:: RECORDS FOR THE TASK ::

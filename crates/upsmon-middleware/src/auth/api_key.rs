use axum::{
    http::{header, HeaderMap, StatusCode},
    response::{IntoResponse, Response},
    Json,
};
use serde_json::json;
use thiserror::Error;

/// 设备上报使用的请求头
pub const API_KEY_HEADER: &str = "X-API-Key";

/// 认证失败原因
#[derive(Error, Debug, Clone, PartialEq, Eq)]
pub enum AuthError {
    #[error("Missing X-API-Key header")]
    MissingApiKey,

    #[error("Invalid API key")]
    InvalidApiKey,

    #[error("Missing bearer token")]
    MissingToken,

    #[error("Invalid bearer token")]
    InvalidToken,
}

impl AuthError {
    pub fn status_code(&self) -> StatusCode {
        match self {
            AuthError::InvalidApiKey => StatusCode::FORBIDDEN,
            AuthError::MissingApiKey | AuthError::MissingToken | AuthError::InvalidToken => {
                StatusCode::UNAUTHORIZED
            }
        }
    }
}

impl IntoResponse for AuthError {
    fn into_response(self) -> Response {
        let status = self.status_code();
        let body = Json(json!({
            "success": false,
            "error": self.to_string(),
            "status": status.as_u16(),
        }));
        (status, body).into_response()
    }
}

/// 逐字节比较，耗时与首个不同字节的位置无关
fn secure_eq(a: &[u8], b: &[u8]) -> bool {
    if a.len() != b.len() {
        return false;
    }
    a.iter().zip(b).fold(0u8, |acc, (x, y)| acc | (x ^ y)) == 0
}

/// 设备 API Key 认证
#[derive(Debug, Clone)]
pub struct ApiKeyAuth {
    key: String,
}

impl ApiKeyAuth {
    pub fn new(key: impl Into<String>) -> Self {
        Self { key: key.into() }
    }

    pub fn verify(&self, headers: &HeaderMap) -> Result<(), AuthError> {
        let provided = headers
            .get(API_KEY_HEADER)
            .ok_or(AuthError::MissingApiKey)?
            .as_bytes();

        if secure_eq(provided, self.key.as_bytes()) {
            Ok(())
        } else {
            Err(AuthError::InvalidApiKey)
        }
    }
}

/// 查询接口的 Bearer Token 认证，未配置 token 时不做检查
#[derive(Debug, Clone, Default)]
pub struct BearerAuth {
    token: Option<String>,
}

impl BearerAuth {
    pub fn new(token: Option<String>) -> Self {
        Self {
            token: token.filter(|t| !t.is_empty()),
        }
    }

    pub fn is_enabled(&self) -> bool {
        self.token.is_some()
    }

    pub fn verify(&self, headers: &HeaderMap) -> Result<(), AuthError> {
        let Some(expected) = &self.token else {
            return Ok(());
        };

        let token = headers
            .get(header::AUTHORIZATION)
            .and_then(|h| h.to_str().ok())
            .and_then(|v| v.strip_prefix("Bearer "))
            .ok_or(AuthError::MissingToken)?;

        if secure_eq(token.trim().as_bytes(), expected.as_bytes()) {
            Ok(())
        } else {
            Err(AuthError::InvalidToken)
        }
    }
}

:::

EXERCISE GOAL — Pick out, from the lines above, every one that contains the string "provided".

ANSWER SPACE —
        let provided = headers
        if secure_eq(provided, self.key.as_bytes()) {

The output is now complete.